Y.C.Q.-D. : Pour nous, ce qui a été déterminant, c’est le suivi scrupuleux de l’exécution de notre stratégie. Elle a été axée sur une gestion efficace de nos produits de trésorerie et l’élargissement de notre base de clients à travers la chaîne de valeur de certains secteurs prioritaires. De plus, nous expérimentons depuis quelques années une stratégie de mobilisation de ressources qui s’avère efficace. En plus de cela, nous avons poursuivi l’expansion de notre réseau avec l’ouverture de nouveaux points de distribution et nous avons fait un suivi strict de notre portefeuille en vue d’en réduire le taux de dégradation.

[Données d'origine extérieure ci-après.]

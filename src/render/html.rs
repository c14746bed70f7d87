//! Styled HTML rendering.
//!
//! One `.page` block per page, one `.text-line` div per reconstructed line,
//! styled runs as spans with inline font declarations, synthetic gaps as
//! literal spaces.

use html_escape::{encode_double_quoted_attribute, encode_text};

use crate::error::Result;
use crate::model::{LineItem, PageBody, PageText, TextDocument};

use super::RenderOptions;

const DEFAULT_TITLE: &str = "重排文稿";

const STYLESHEET: &str = r#"        body {
            font-family: "Microsoft YaHei", "SimSun", serif;
            max-width: 900px;
            margin: 0 auto;
            padding: 40px 20px;
            background-color: #f0f2f5;
            color: #333;
            line-height: 1.8;
        }
        .page {
            background-color: white;
            padding: 50px;
            margin-bottom: 30px;
            box-shadow: 0 4px 12px rgba(0,0,0,0.1);
            border-radius: 4px;
        }
        .page-number {
            text-align: center;
            color: #aaa;
            font-size: 13px;
            margin-top: 40px;
            padding-top: 20px;
            border-top: 1px solid #eee;
        }
        .text-line {
            margin-bottom: 8px;
            min-height: 1.2em;
        }"#;

/// Convert a document to a styled HTML page.
pub fn to_html(doc: &TextDocument, options: &RenderOptions) -> Result<String> {
    let title = doc.title.as_deref().unwrap_or(DEFAULT_TITLE);

    let mut out = String::new();
    out.push_str("<!DOCTYPE html>\n<html lang=\"zh-CN\">\n<head>\n");
    out.push_str("    <meta charset=\"UTF-8\">\n");
    out.push_str(
        "    <meta name=\"viewport\" content=\"width=device-width, initial-scale=1.0\">\n",
    );
    out.push_str(&format!("    <title>{}</title>\n", encode_text(title)));
    out.push_str("    <style>\n");
    out.push_str(STYLESHEET);
    out.push_str("\n    </style>\n</head>\n<body>\n");

    for page in &doc.pages {
        if page.is_empty() && !options.include_empty_pages {
            continue;
        }
        render_page(&mut out, page);
    }

    out.push_str("</body>\n</html>\n");
    Ok(out)
}

fn render_page(out: &mut String, page: &PageText) {
    match &page.body {
        PageBody::Empty { reason } => {
            out.push_str(&format!(
                "<div class=\"page\"><p class=\"page-number\">第 {} 页（{}）</p></div>\n",
                page.number,
                reason.label()
            ));
        }
        PageBody::Content { lines, .. } => {
            out.push_str("<div class=\"page\">\n");
            for line in lines {
                out.push_str("<div class=\"text-line\">");
                for item in &line.items {
                    match item {
                        LineItem::Span(span) => match &span.style {
                            Some(style) => {
                                out.push_str(&format!(
                                    "<span style=\"{}\">{}</span>",
                                    encode_double_quoted_attribute(&style.css()),
                                    encode_text(&span.text)
                                ));
                            }
                            None => out.push_str(&encode_text(&span.text)),
                        },
                        LineItem::Gap => out.push(' '),
                    }
                }
                out.push_str("</div>\n");
            }
            out.push_str(&format!(
                "<p class=\"page-number\">第 {} 页</p>\n</div>\n",
                page.number
            ));
        }
    }
}
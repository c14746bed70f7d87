//! Document-level types.

use serde::{Deserialize, Serialize};

use super::PageText;

/// A reconstructed document: the selected pages of a source, in order.
#[derive(Debug, Clone, Default, PartialEq, Serialize, Deserialize)]
pub struct TextDocument {
    /// Document title, used as the HTML `<title>` and Markdown heading.
    pub title: Option<String>,
    /// Pages in source order.
    pub pages: Vec<PageText>,
}

impl TextDocument {
    /// Create a new empty document.
    pub fn new() -> Self {
        Self::default()
    }

    /// Create a document with a title.
    pub fn with_title(title: impl Into<String>) -> Self {
        Self {
            title: Some(title.into()),
            pages: Vec::new(),
        }
    }

    /// Number of pages carried by the document.
    pub fn page_count(&self) -> u32 {
        self.pages.len() as u32
    }

    /// Append a page.
    pub fn add_page(&mut self, page: PageText) {
        self.pages.push(page);
    }

    /// Whether the document carries no pages.
    pub fn is_empty(&self) -> bool {
        self.pages.is_empty()
    }

    /// Plain text of the whole document, pages separated by blank lines.
    pub fn plain_text(&self) -> String {
        self.pages
            .iter()
            .filter(|p| !p.is_empty())
            .map(PageText::plain_text)
            .collect::<Vec<_>>()
            .join("\n\n")
    }
}
//! Page orientation detection.

use std::collections::BTreeSet;

use serde::{Deserialize, Serialize};

use crate::model::Glyph;

/// Reading direction of a page.
#[derive(Debug, Clone, Copy, PartialEq, Eq, Serialize, Deserialize)]
#[serde(rename_all = "lowercase")]
pub enum LayoutDirection {
    /// Lines read left-to-right, stacked top-to-bottom.
    Horizontal,
    /// Columns read top-to-bottom, ordered right-to-left.
    Vertical,
}

/// Fewer glyphs than this carry too little signal; such pages default to
/// horizontal.
const MIN_SAMPLE: usize = 10;

/// Distinct-coordinate counts backing the orientation decision.
#[derive(Debug, Clone, Copy, PartialEq, Eq)]
pub struct DirectionSignal {
    /// Distinct `x0` values, rounded to a tenth of a point.
    pub unique_x: usize,
    /// Distinct `top` values, rounded to a tenth of a point.
    pub unique_y: usize,
}

/// Count distinct quantized x0/top coordinates over a glyph set.
///
/// Coordinates are quantized to deci-points and counted through an ordered
/// set, so the counts are reproducible regardless of input order.
pub fn direction_signal(glyphs: &[Glyph]) -> DirectionSignal {
    let unique_x: BTreeSet<i64> = glyphs.iter().map(|g| quantize(g.x0)).collect();
    let unique_y: BTreeSet<i64> = glyphs.iter().map(|g| quantize(g.top)).collect();
    DirectionSignal {
        unique_x: unique_x.len(),
        unique_y: unique_y.len(),
    }
}

fn quantize(v: f32) -> i64 {
    (v * 10.0).round() as i64
}

/// Decide whether a page is laid out horizontally or vertically.
///
/// Vertical traditional text stacks glyphs at a small number of x-positions
/// with many distinct y-positions; horizontal text is the mirror image. A
/// page is vertical when it has fewer than half as many distinct columns as
/// distinct rows.
pub fn classify_direction(glyphs: &[Glyph]) -> LayoutDirection {
    if glyphs.len() < MIN_SAMPLE {
        return LayoutDirection::Horizontal;
    }

    let signal = direction_signal(glyphs);
    log::debug!(
        "direction signal: {} distinct x, {} distinct y",
        signal.unique_x,
        signal.unique_y
    );

    if signal.unique_x * 2 < signal.unique_y {
        LayoutDirection::Vertical
    } else {
        LayoutDirection::Horizontal
    }
}

#[cfg(test)]
mod tests {
    use super::*;

    fn glyph_at(x0: f32, top: f32) -> Glyph {
        Glyph::new("字", x0, x0 + 16.0, top, top + 16.0, 16.0, "SimSun")
    }

    #[test]
    fn test_small_sets_default_horizontal() {
        // A single tall column, but below the sample threshold.
        let glyphs: Vec<Glyph> = (0..9).map(|i| glyph_at(100.0, i as f32 * 17.0)).collect();
        assert_eq!(classify_direction(&glyphs), LayoutDirection::Horizontal);
        assert_eq!(classify_direction(&[]), LayoutDirection::Horizontal);
    }

    #[test]
    fn test_single_column_is_vertical() {
        let glyphs: Vec<Glyph> = (0..20).map(|i| glyph_at(100.0, i as f32 * 17.0)).collect();
        let signal = direction_signal(&glyphs);
        assert_eq!(signal.unique_x, 1);
        assert_eq!(signal.unique_y, 20);
        assert_eq!(classify_direction(&glyphs), LayoutDirection::Vertical);
    }

    #[test]
    fn test_single_row_is_horizontal() {
        let glyphs: Vec<Glyph> = (0..20).map(|i| glyph_at(i as f32 * 17.0, 100.0)).collect();
        let signal = direction_signal(&glyphs);
        assert_eq!(signal.unique_x, 20);
        assert_eq!(signal.unique_y, 1);
        assert_eq!(classify_direction(&glyphs), LayoutDirection::Horizontal);
    }

    #[test]
    fn test_quantization_folds_near_coordinates() {
        // 100.02 and 100.04 both round to 100.0.
        let glyphs = vec![glyph_at(100.02, 0.0), glyph_at(100.04, 17.0)];
        assert_eq!(direction_signal(&glyphs).unique_x, 1);
    }
}
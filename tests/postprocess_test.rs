//! Integration tests for Markdown post-processing.

use pdfreflow::postprocess::{QuoteExtractor, VolumeSplitter};

const COMMENTARY: &str = "\
# 大佛顶首楞严经义贯\n\n\
**【如是我聞：一時佛在室羅筏城】**\n\n\
**【注释】**\n\n\
「如是」：指这部经。\n\n\
**【义贯】**\n\n\
本节经文大意如下。\n\n\
**【祇桓精舍，與大比丘眾，\n\
千二百五十人俱】**\n\n\
正文继续。\n";

#[test]
fn quotes_extracted_without_apparatus_sections() {
    let extractor = QuoteExtractor::with_default_markers().unwrap();
    let blocks = extractor.extract(COMMENTARY);

    assert_eq!(blocks.len(), 2);
    assert_eq!(blocks[0], "**【如是我聞：一時佛在室羅筏城】**");
    // The second block spans a line break in the source and is folded.
    assert_eq!(blocks[1], "**【祇桓精舍，與大比丘眾，千二百五十人俱】**");
}

#[test]
fn quotes_joined_with_blank_lines() {
    let extractor = QuoteExtractor::with_default_markers().unwrap();
    let joined = extractor.extract_joined(COMMENTARY);
    assert_eq!(joined.matches("\n\n").count(), 1);
    assert!(!joined.contains("注释"));
    assert!(!joined.contains("义贯】"));
}

#[test]
fn volumes_split_at_headings() {
    let content = "\
# 楞严经讲义\n\n\
## 大佛頂如來密因修證了義諸菩薩萬行首楞嚴經講義第一卷\n\n\
卷一正文。\n\n\
## 大佛頂如來密因修證了義諸菩薩萬行首楞嚴經講義第二卷\n\n\
卷二正文。\n\n\
## 大佛頂如來密因修證了義諸菩薩萬行首楞嚴經講義第三卷\n\n\
卷三正文。\n";

    let splitter =
        VolumeSplitter::new("## 大佛頂如來密因修證了義諸菩薩萬行首楞嚴經講義第(.+?)卷").unwrap();
    let volumes = splitter.split(content);

    assert_eq!(volumes.len(), 3);
    assert_eq!(
        volumes.iter().map(|v| v.label.as_str()).collect::<Vec<_>>(),
        vec!["一", "二", "三"]
    );
    assert!(volumes[0].content.contains("卷一正文"));
    assert!(!volumes[0].content.contains("卷二正文"));
    // The preamble before the first heading is not part of any volume.
    assert!(!volumes[0].content.contains("# 楞严经讲义"));
    assert!(volumes[2].content.ends_with("卷三正文。\n"));
}

#[test]
fn rendered_markdown_feeds_the_quote_extractor() {
    use pdfreflow::{extract, ExtractOptions, Glyph, JsonGlyphSource, MergePolicy, Passthrough};

    // Scripture in brackets at 16pt, commentary at 13pt, one column each.
    let mut page: Vec<Glyph> = "【照見五蘊皆空】"
        .chars()
        .enumerate()
        .map(|(i, c)| {
            Glyph::new(
                c.to_string(),
                200.0,
                216.0,
                i as f32 * 17.0,
                i as f32 * 17.0 + 16.0,
                16.0,
                "SimSun",
            )
        })
        .collect();
    page.extend("五蘊者色受想行識也".chars().enumerate().map(|(i, c)| {
        Glyph::new(
            c.to_string(),
            160.0,
            173.0,
            i as f32 * 14.0,
            i as f32 * 14.0 + 13.0,
            13.0,
            "SimSun",
        )
    }));

    let source = JsonGlyphSource::from_pages(vec![page]);
    let options = ExtractOptions::new().with_policy(MergePolicy::Sized);
    let doc = extract(&source, &Passthrough, &options).unwrap();
    let md = pdfreflow::render::to_markdown(&doc, &pdfreflow::RenderOptions::default()).unwrap();

    let extractor = QuoteExtractor::with_default_markers().unwrap();
    let blocks = extractor.extract(&md);
    assert_eq!(blocks, vec!["**【照見五蘊皆空】**"]);
}
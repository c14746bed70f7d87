//! Derived text style: cleaned font family, weight, and quantized size.
//!
//! Scanned CJK PDFs carry subset-prefixed font names ("ABCDEF+SimSun-Bold");
//! the style layer normalizes those into a small set of web-safe CSS stacks
//! and a bold/normal weight, which together with the quantized point size
//! decide run boundaries in styled output.

use serde::{Deserialize, Serialize};
use std::fmt;

use super::Glyph;

/// Fixed mapping from cleaned font names to web-safe CSS font stacks.
const FONT_MAP: &[(&str, &str)] = &[
    ("SimSun", r#""SimSun", "宋体", serif"#),
    ("SimHei", r#""SimHei", "黑体", sans-serif"#),
    ("KaiTi", r#""KaiTi", "楷体", serif"#),
    ("FangSong", r#""FangSong", "仿宋", serif"#),
    ("FZShuSong", r#""FZShuSong", "方正书宋", serif"#),
    ("FZKai", r#""FZKai", "方正楷体", serif"#),
    ("FZSong", r#""FZSong", "方正宋体", serif"#),
    ("STSong", r#""STSong", "华文宋体", serif"#),
    ("STKaiti", r#""STKaiti", "华文楷体", serif"#),
    ("STHeiti", r#""STHeiti", "华文黑体", sans-serif"#),
    ("STFangsong", r#""STFangsong", "华文仿宋", serif"#),
    ("Arial", "Arial, sans-serif"),
    ("Times", r#""Times New Roman", Times, serif"#),
    ("Courier", r#""Courier New", Courier, monospace"#),
];

/// Strip the subset prefix and common weight suffixes from a raw font name.
///
/// `"ABCDEF+SimSun-Bold"` becomes `"SimSun"`.
pub fn clean_font_name(raw: &str) -> String {
    let name = match raw.split_once('+') {
        Some((_, rest)) => rest,
        None => raw,
    };
    name.replace("-Bold", "")
        .replace("-Italic", "")
        .replace("-Regular", "")
        .replace("-Medium", "")
}

/// Font family derived from a cleaned font name.
///
/// `Known` families map to a fixed CSS stack; anything else falls back to the
/// cleaned name followed by a SimSun serif stack.
#[derive(Debug, Clone, PartialEq, Eq, Serialize, Deserialize)]
#[serde(tag = "kind", content = "name", rename_all = "snake_case")]
pub enum FontFamily {
    /// A name present in the fixed font table.
    Known(String),
    /// Any other cleaned name.
    Fallback(String),
}

impl FontFamily {
    /// Derive the family from a raw (possibly prefixed) font name.
    pub fn from_raw(raw: &str) -> Self {
        let cleaned = clean_font_name(raw);
        if FONT_MAP.iter().any(|(name, _)| *name == cleaned) {
            FontFamily::Known(cleaned)
        } else {
            FontFamily::Fallback(cleaned)
        }
    }

    /// The cleaned font name.
    pub fn name(&self) -> &str {
        match self {
            FontFamily::Known(name) | FontFamily::Fallback(name) => name,
        }
    }

    /// Whether the family maps through the fixed table.
    pub fn is_known(&self) -> bool {
        matches!(self, FontFamily::Known(_))
    }

    /// CSS `font-family` stack for this family.
    pub fn css_stack(&self) -> String {
        match self {
            FontFamily::Known(name) => FONT_MAP
                .iter()
                .find(|(key, _)| *key == name.as_str())
                .map(|(_, stack)| (*stack).to_string())
                .unwrap_or_else(|| fallback_stack(name)),
            FontFamily::Fallback(name) => fallback_stack(name),
        }
    }
}

fn fallback_stack(name: &str) -> String {
    format!(r#""{}", "SimSun", serif"#, name)
}

/// Font weight derived from keywords in the raw font name.
#[derive(Debug, Clone, Copy, PartialEq, Eq, Serialize, Deserialize)]
#[serde(rename_all = "lowercase")]
pub enum FontWeight {
    Normal,
    Bold,
}

impl FontWeight {
    /// Detect bold from the raw font name (bold/heavy/black/bd keywords).
    pub fn from_raw(raw: &str) -> Self {
        let lower = raw.to_lowercase();
        if ["bold", "heavy", "black", "bd"]
            .iter()
            .any(|kw| lower.contains(kw))
        {
            FontWeight::Bold
        } else {
            FontWeight::Normal
        }
    }

    /// CSS `font-weight` value.
    pub fn as_css(&self) -> &'static str {
        match self {
            FontWeight::Normal => "normal",
            FontWeight::Bold => "bold",
        }
    }

    pub fn is_bold(&self) -> bool {
        matches!(self, FontWeight::Bold)
    }
}

/// Point size quantized to a tenth of a point.
///
/// Stored in deci-points so sizes compare and hash exactly; two glyphs whose
/// sizes round to the same tenth are the same size for run-merging purposes.
#[derive(
    Debug, Clone, Copy, PartialEq, Eq, PartialOrd, Ord, Hash, Serialize, Deserialize,
)]
#[serde(from = "f32", into = "f32")]
pub struct SizePt(i32);

impl SizePt {
    /// Quantize a point size.
    pub fn from_pt(pt: f32) -> Self {
        SizePt((pt * 10.0).round() as i32)
    }

    /// The size in points.
    pub fn pt(self) -> f32 {
        self.0 as f32 / 10.0
    }
}

impl From<f32> for SizePt {
    fn from(pt: f32) -> Self {
        SizePt::from_pt(pt)
    }
}

impl From<SizePt> for f32 {
    fn from(size: SizePt) -> f32 {
        size.pt()
    }
}

impl fmt::Display for SizePt {
    fn fmt(&self, f: &mut fmt::Formatter<'_>) -> fmt::Result {
        write!(f, "{:.1}pt", self.pt())
    }
}

/// Derived style triple deciding run boundaries in styled output.
#[derive(Debug, Clone, PartialEq, Eq, Serialize, Deserialize)]
pub struct TextStyle {
    pub family: FontFamily,
    pub weight: FontWeight,
    pub size: SizePt,
}

impl TextStyle {
    /// Derive the style of a glyph.
    pub fn of(glyph: &Glyph) -> Self {
        Self {
            family: FontFamily::from_raw(&glyph.fontname),
            weight: FontWeight::from_raw(&glyph.fontname),
            size: SizePt::from_pt(glyph.size),
        }
    }

    /// Inline CSS declaration list for a styled span.
    pub fn css(&self) -> String {
        format!(
            "font-family: {}; font-size: {}; font-weight: {}",
            self.family.css_stack(),
            self.size,
            self.weight.as_css()
        )
    }
}
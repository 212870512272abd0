//! Legacy SBI console extension.

use core::arch::asm;

const EID_CONSOLE_PUTCHAR: usize = 1;
const EID_CONSOLE_GETCHAR: usize = 2;

pub struct SbiRet {
    pub error: isize,
    pub value: isize,
}

#[inline(always)]
fn sbi_call(arg0: usize, fid: usize, eid: usize) -> SbiRet {
    let error: usize;
    let value: usize;
    unsafe {
        asm!(
            "ecall",
            inlateout("a0") arg0 => error,
            lateout("a1") value,
            in("a6") fid,
            in("a7") eid,
        );
    }
    SbiRet {
        error: error as isize,
        value: value as isize,
    }
}

pub fn console_putchar(ch: u8) {
    sbi_call(ch as usize, 0, EID_CONSOLE_PUTCHAR);
}

/// The legacy call returns the character in a0, or a negative value when
/// nothing is pending.
pub fn console_getchar() -> Option<u8> {
    let ret = sbi_call(0, 0, EID_CONSOLE_GETCHAR);
    if ret.error < 0 { None } else { Some(ret.error as u8) }
}
use types::align_up;

use crate::tar::{self, TAR_HEADER_SIZE};
use crate::{BlockDevice, FsError, SECTOR_SIZE};

pub const FILES_MAX: usize = 2;
pub const FILE_DATA_MAX: usize = 1024;
pub const FILE_NAME_MAX: usize = 100;

/// Bytes of the device the store owns: every slot at full size.
pub const DISK_MAX_SIZE: usize = align_up(FILES_MAX * (TAR_HEADER_SIZE + FILE_DATA_MAX), SECTOR_SIZE);

/// One in-memory file with a fixed-capacity buffer.
#[derive(Clone)]
pub struct File {
    in_use: bool,
    name: [u8; FILE_NAME_MAX],
    name_len: usize,
    data: [u8; FILE_DATA_MAX],
    size: usize,
}

impl File {
    const EMPTY: File = File {
        in_use: false,
        name: [0; FILE_NAME_MAX],
        name_len: 0,
        data: [0; FILE_DATA_MAX],
        size: 0,
    };

    pub fn name(&self) -> &[u8] {
        &self.name[..self.name_len]
    }

    /// Bytes currently stored.
    pub fn size(&self) -> usize {
        self.size
    }

    /// Largest size a file may hold.
    pub const fn capacity(&self) -> usize {
        FILE_DATA_MAX
    }

    /// The stored contents, `size` bytes long.
    pub fn contents(&self) -> &[u8] {
        &self.data[..self.size]
    }

    /// Replace the contents and size.
    pub fn overwrite(&mut self, data: &[u8]) -> Result<(), FsError> {
        if data.len() > FILE_DATA_MAX {
            return Err(FsError::DataTooLarge(data.len()));
        }
        self.data[..data.len()].copy_from_slice(data);
        self.size = data.len();
        Ok(())
    }
}

impl core::fmt::Debug for File {
    fn fmt(&self, f: &mut core::fmt::Formatter<'_>) -> core::fmt::Result {
        f.debug_struct("File")
            .field("name", &core::str::from_utf8(self.name()).unwrap_or("<non-utf8>"))
            .field("size", &self.size)
            .finish()
    }
}

/// Fixed table of in-memory files mirrored to a TAR image.
pub struct FileStore {
    files: [File; FILES_MAX],
    /// Scratch image reused by mount and flush.
    image: [u8; DISK_MAX_SIZE],
}

impl Default for FileStore {
    fn default() -> Self {
        Self::new()
    }
}

impl FileStore {
    pub const fn new() -> Self {
        Self {
            files: [File::EMPTY; FILES_MAX],
            image: [0; DISK_MAX_SIZE],
        }
    }

    /// Read the first `DISK_MAX_SIZE` bytes of `disk` and load every file.
    ///
    /// Returns how many files were found.
    pub fn mount<D: BlockDevice + ?Sized>(&mut self, disk: &mut D) -> Result<usize, FsError> {
        let mut sector = [0u8; SECTOR_SIZE];
        for (index, chunk) in self.image.chunks_mut(SECTOR_SIZE).enumerate() {
            disk.read_sector(index as u32, &mut sector);
            chunk.copy_from_slice(&sector[..chunk.len()]);
        }
        Self::parse_into(&mut self.files, &self.image)
    }

    /// Replace the file table with the contents of a TAR image.
    pub fn load_image(&mut self, image: &[u8]) -> Result<usize, FsError> {
        Self::parse_into(&mut self.files, image)
    }

    /// Serialize every in-use file into `out`, returning the bytes used.
    ///
    /// `out` is zeroed first; it must hold at least `DISK_MAX_SIZE` bytes.
    pub fn encode_image(&self, out: &mut [u8]) -> Result<usize, FsError> {
        Self::serialize(&self.files, out)
    }

    /// Rewrite the whole store to `disk`. Returns the number of bytes written.
    pub fn flush<D: BlockDevice + ?Sized>(&mut self, disk: &mut D) -> usize {
        // Every file fits its slot, so the image cannot overflow.
        if let Err(err) = Self::serialize(&self.files, &mut self.image) {
            panic!("fs: flush failed: {}", err);
        }

        let mut sector = [0u8; SECTOR_SIZE];
        for (index, chunk) in self.image.chunks(SECTOR_SIZE).enumerate() {
            sector[..chunk.len()].copy_from_slice(chunk);
            disk.write_sector(index as u32, &sector);
        }
        DISK_MAX_SIZE
    }

    fn parse_into(files: &mut [File; FILES_MAX], image: &[u8]) -> Result<usize, FsError> {
        *files = [File::EMPTY; FILES_MAX];
        let mut offset = 0;
        let mut count = 0;
        while let Some((entry, next)) = tar::read_entry(image, offset)? {
            if count == FILES_MAX {
                break;
            }
            Self::claim_slot(files, entry.name, entry.data)?;
            count += 1;
            offset = next;
        }
        Ok(count)
    }

    fn serialize(files: &[File; FILES_MAX], out: &mut [u8]) -> Result<usize, FsError> {
        out.fill(0);
        let mut offset = 0;
        for file in files.iter().filter(|f| f.in_use) {
            offset = tar::write_entry(out, offset, file.name(), file.contents())?;
        }
        Ok(offset)
    }

    fn claim_slot<'a>(
        files: &'a mut [File; FILES_MAX],
        name: &[u8],
        data: &[u8],
    ) -> Result<&'a mut File, FsError> {
        if name.len() >= FILE_NAME_MAX {
            return Err(FsError::NameTooLong(name.len()));
        }
        if data.len() > FILE_DATA_MAX {
            return Err(FsError::DataTooLarge(data.len()));
        }
        let slot = files
            .iter_mut()
            .find(|f| !f.in_use)
            .ok_or(FsError::TableFull)?;
        *slot = File::EMPTY;
        slot.in_use = true;
        slot.name[..name.len()].copy_from_slice(name);
        slot.name_len = name.len();
        slot.overwrite(data)?;
        Ok(slot)
    }

    /// Find a file by exact name.
    pub fn lookup(&mut self, name: &[u8]) -> Option<&mut File> {
        self.files.iter_mut().find(|f| f.in_use && f.name() == name)
    }

    pub fn get(&self, name: &[u8]) -> Option<&File> {
        self.files.iter().find(|f| f.in_use && f.name() == name)
    }

    /// Occupy a free slot with a new file.
    pub fn insert(&mut self, name: &[u8], data: &[u8]) -> Result<&mut File, FsError> {
        if self.get(name).is_some() {
            return Err(FsError::Exists);
        }
        Self::claim_slot(&mut self.files, name, data)
    }

    pub fn iter(&self) -> impl Iterator<Item = &File> {
        self.files.iter().filter(|f| f.in_use)
    }

    pub fn len(&self) -> usize {
        self.iter().count()
    }

    pub fn is_empty(&self) -> bool {
        self.len() == 0
    }
}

Enfin, un des points les plus déterminants de notre action est notre plateforme technologique et notre capacité à servir nos clients dans les meilleures conditions. La qualité de service est extrêmement importante dans notre métier. C’est la raison pour laquelle nous avons investi considérablement en technologie avec l’assistance du Groupe Ecobank au cours de ces dernières années. Le résultat aujourd’hui est que nous avons pu améliorer notre qualité de service et nous continuerons de travailler pour devenir l’institution de référence sur le marché en matière de service.
 
LA : Quels ont été les grands deals d'Ecobank Sénégal en 2013 et les opérations ficelées courant 2014 ou en cours de finalisation ?
 
Y.C.Q.-D. : Conformément à notre vocation panafricaine et à notre stratégie, nous nous sommes concentrés sur les secteurs productifs de l’économie. De manière générale, nous avons maintenu nos interventions, principalement dans les secteurs de l’énergie, les infrastructures hôtelières, le transport, la cimenterie et l’industrie. En 2014, nous poursuivons nos efforts sur ces secteurs clés, tout en surveillant les opportunités qui se présenteront à nous.